── DATA ──
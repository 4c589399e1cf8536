//! # Test Fixtures
//!
//! Shared harness for the service and handler tests: an `AppState` wired
//! entirely to in-memory stores and capturing doubles, a small seeded
//! catalog, and a stubbed payment processor. Integrations default to off
//! so each test opts in to exactly what it exercises.

use crate::orders::PlacementInput;
use crate::session::TtlSessionStore;
use crate::state::{AppConfig, AppState};
use crate::stores::{MemoryCatalogStore, MemoryOrderStore};
use crate::tasks::{Task, TaskQueue};
use async_trait::async_trait;
use chrono::Utc;
use std::sync::atomic::{AtomicBool, AtomicUsize, Ordering};
use std::sync::{Arc, Mutex};
use store_core::{
    CartLine, CatalogItem, CheckoutSession, Currency, CustomerInfo, Destination, LedgerMirror,
    LineKind, Message, Notifier, Order, OrderLine, OrderStatus, PaymentMethod, ProcessorClient,
    ProcessorEnvironment, ProcessorOrderState, ShippingSnapshot, ShippingZone, StoreError,
    StoreResult, TaxSnapshot, TierPricer,
};
use tokio::sync::mpsc;

// ===== Harness =====

/// A fully wired test state plus handles to its capturing doubles
pub struct Harness {
    pub state: AppState,
    pub tasks_rx: mpsc::Receiver<Task>,
    pub notifier: Arc<CapturingNotifier>,
    pub ledger: Arc<CapturingLedger>,
}

/// Build the default harness: two catalog items, built-in tier table,
/// admin token set, no processor and no accounting.
pub fn harness() -> Harness {
    let config = AppConfig {
        host: "127.0.0.1".to_string(),
        port: 0,
        site_url: "https://shop.example".to_string(),
        catalog_path: "config/products.toml".to_string(),
        admin_api_token: Some("admin-secret-token".to_string()),
        admin_email: None,
    };

    let notifier = Arc::new(CapturingNotifier::default());
    let ledger = Arc::new(CapturingLedger::default());
    let (tasks, tasks_rx) = TaskQueue::new(64);

    let state = AppState {
        config,
        catalog: Arc::new(MemoryCatalogStore::with_items(catalog_items())),
        orders: Arc::new(MemoryOrderStore::new()),
        pricer: Arc::new(TierPricer::default_table()),
        processor: None,
        invoices: None,
        qbo_auth: None,
        qbo_config: None,
        notifier: notifier.clone(),
        ledger: ledger.clone(),
        sessions: Arc::new(TtlSessionStore::new()),
        tasks,
    };

    Harness {
        state,
        tasks_rx,
        notifier,
        ledger,
    }
}

// ===== Fixtures =====

/// Two-item catalog: a tiered garment bag and a flat-priced accessory
pub fn catalog_items() -> Vec<CatalogItem> {
    vec![
        CatalogItem {
            id: "GB-54".to_string(),
            name: "Garment Bag 54\"".to_string(),
            description: Some("Clear poly, 54 inch".to_string()),
            base_price_cents: 4299,
            currency: Currency::CAD,
            category: "Garment Bags".to_string(),
            stock: 100,
        },
        CatalogItem {
            id: "TAG-1".to_string(),
            name: "Price Tags (500)".to_string(),
            description: None,
            base_price_cents: 899,
            currency: Currency::CAD,
            category: "Accessories".to_string(),
            stock: 40,
        },
    ]
}

/// A Toronto customer (GTA shipping, Ontario HST)
pub fn ada() -> CustomerInfo {
    CustomerInfo {
        name: "Ada Test".to_string(),
        email: "ada@example.com".to_string(),
        phone: Some("416-555-0100".to_string()),
        address: Some("100 Queen St W".to_string()),
        city: Some("Toronto".to_string()),
        region: Some("ON".to_string()),
        postal_code: Some("M5V 2T6".to_string()),
        country: Some("Canada".to_string()),
        delivery_notes: None,
    }
}

/// A single-line garment bag cart shipping to Ada
pub fn placement_input(quantity: u32) -> PlacementInput {
    PlacementInput {
        cart: vec![CartLine {
            item_id: "GB-54".to_string(),
            quantity,
            price_snapshot_cents: None,
            name_snapshot: None,
        }],
        customer: ada(),
        destination: Destination {
            region: "ON".to_string(),
            postal_code: "M5V 2T6".to_string(),
        },
    }
}

/// Insert a pre-built pending pay-later order directly into the order
/// store, bypassing placement (no background tasks queued).
pub async fn seeded_order(state: &AppState) -> Order {
    let order = Order {
        id: Order::generate_id(Utc::now()),
        status: OrderStatus::Pending,
        payment_method: PaymentMethod::PayLater,
        customer: ada(),
        lines: vec![OrderLine {
            item_id: "GB-54".to_string(),
            name: "Garment Bag 54\"".to_string(),
            description: Some("Clear poly, 54 inch".to_string()),
            unit_price_cents: 3699,
            quantity: 22,
            kind: LineKind::Product,
        }],
        shipping: ShippingSnapshot {
            zone: ShippingZone::Gta,
            label: "Standard delivery (GTA) - Free".to_string(),
            cost_cents: 0,
            undetermined: false,
        },
        tax: TaxSnapshot {
            label: "HST 13%".to_string(),
            gst_cents: 10_579,
            qst_cents: 0,
            total_cents: 10_579,
        },
        subtotal_cents: 81_378,
        total_cents: 91_957,
        currency: Currency::CAD,
        processor: None,
        invoice_id: None,
        created_at: Utc::now(),
    };
    state.orders.insert(&order).await.expect("seed order");
    order
}

// ===== Doubles =====

/// Processor stub: sessions always succeed, and `order_state` serves a
/// settable state (or a stubbed outage when `fail_state_queries` is on).
pub struct StubProcessor {
    state: Mutex<ProcessorOrderState>,
    pub fail_state_queries: AtomicBool,
    pub state_calls: AtomicUsize,
}

impl StubProcessor {
    /// Stub that reports every external order as completed
    pub fn completed() -> Arc<Self> {
        Arc::new(Self::reporting(ProcessorOrderState::Completed))
    }

    /// Stub that reports every external order as still open
    pub fn open() -> Arc<Self> {
        Arc::new(Self::reporting(ProcessorOrderState::Open))
    }

    fn reporting(state: ProcessorOrderState) -> Self {
        Self {
            state: Mutex::new(state),
            fail_state_queries: AtomicBool::new(false),
            state_calls: AtomicUsize::new(0),
        }
    }

    pub fn set_state(&self, state: ProcessorOrderState) {
        *self.state.lock().unwrap() = state;
    }
}

#[async_trait]
impl ProcessorClient for StubProcessor {
    async fn create_session(
        &self,
        order: &Order,
        _idempotency_key: &str,
        _redirect_url: &str,
    ) -> StoreResult<CheckoutSession> {
        Ok(CheckoutSession {
            session_id: format!("plink_{}", order.id),
            processor_order_id: format!("sq_{}", order.id),
            url: "https://sandbox.square.link/u/stub".to_string(),
            environment: ProcessorEnvironment::Sandbox,
            created_at: Utc::now(),
        })
    }

    async fn order_state(
        &self,
        _environment: ProcessorEnvironment,
        _processor_order_id: &str,
    ) -> StoreResult<ProcessorOrderState> {
        self.state_calls.fetch_add(1, Ordering::SeqCst);
        if self.fail_state_queries.load(Ordering::SeqCst) {
            return Err(StoreError::Unreachable {
                provider: "square".to_string(),
                message: "stubbed outage".to_string(),
            });
        }
        Ok(self.state.lock().unwrap().clone())
    }

    fn processor_name(&self) -> &'static str {
        "square-stub"
    }
}

/// Notifier that records what it was asked to send
#[derive(Default)]
pub struct CapturingNotifier {
    sent: tokio::sync::Mutex<Vec<Message>>,
    pub fail: AtomicBool,
}

impl CapturingNotifier {
    pub async fn sent(&self) -> Vec<Message> {
        self.sent.lock().await.clone()
    }
}

#[async_trait]
impl Notifier for CapturingNotifier {
    async fn send(&self, message: &Message) -> StoreResult<()> {
        if self.fail.load(Ordering::SeqCst) {
            return Err(StoreError::Unreachable {
                provider: "smtp".to_string(),
                message: "stubbed outage".to_string(),
            });
        }
        self.sent.lock().await.push(message.clone());
        Ok(())
    }
}

/// Ledger mirror that records appends and sheet replacements
#[derive(Default)]
pub struct CapturingLedger {
    appended: tokio::sync::Mutex<Vec<(String, Vec<String>)>>,
    replaced: tokio::sync::Mutex<Vec<(String, Vec<Vec<String>>)>>,
}

impl CapturingLedger {
    pub async fn appended(&self) -> Vec<(String, Vec<String>)> {
        self.appended.lock().await.clone()
    }

    pub async fn replaced(&self) -> Vec<(String, Vec<Vec<String>>)> {
        self.replaced.lock().await.clone()
    }
}

#[async_trait]
impl LedgerMirror for CapturingLedger {
    async fn append_row(&self, tab: &str, row: &[String]) -> StoreResult<()> {
        self.appended
            .lock()
            .await
            .push((tab.to_string(), row.to_vec()));
        Ok(())
    }

    async fn replace_sheet(&self, tab: &str, rows: &[Vec<String>]) -> StoreResult<()> {
        self.replaced
            .lock()
            .await
            .push((tab.to_string(), rows.to_vec()));
        Ok(())
    }
}

/// Poll the capturing notifier until `count` messages arrive; panics
/// after ~2s so a stuck worker fails the test instead of hanging it
pub async fn wait_for_messages(notifier: &CapturingNotifier, count: usize) {
    for _ in 0..400 {
        if notifier.sent().await.len() >= count {
            return;
        }
        tokio::time::sleep(std::time::Duration::from_millis(5)).await;
    }
    panic!("timed out waiting for {} notification(s)", count);
}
───
# WORK REQUIRED
Every line from the line containing "pub fn ada()" through the line containing "let order = Order" in the records above must be retyped exactly. Leave out the rest.

# REPLY
pub fn ada() -> CustomerInfo {
    CustomerInfo {
        name: "Ada Test".to_string(),
        email: "ada@example.com".to_string(),
        phone: Some("416-555-0100".to_string()),
        address: Some("100 Queen St W".to_string()),
        city: Some("Toronto".to_string()),
        region: Some("ON".to_string()),
        postal_code: Some("M5V 2T6".to_string()),
        country: Some("Canada".to_string()),
        delivery_notes: None,
    }
}

/// A single-line garment bag cart shipping to Ada
pub fn placement_input(quantity: u32) -> PlacementInput {
    PlacementInput {
        cart: vec![CartLine {
            item_id: "GB-54".to_string(),
            quantity,
            price_snapshot_cents: None,
            name_snapshot: None,
        }],
        customer: ada(),
        destination: Destination {
            region: "ON".to_string(),
            postal_code: "M5V 2T6".to_string(),
        },
    }
}

/// Insert a pre-built pending pay-later order directly into the order
/// store, bypassing placement (no background tasks queued).
pub async fn seeded_order(state: &AppState) -> Order {
    let order = Order {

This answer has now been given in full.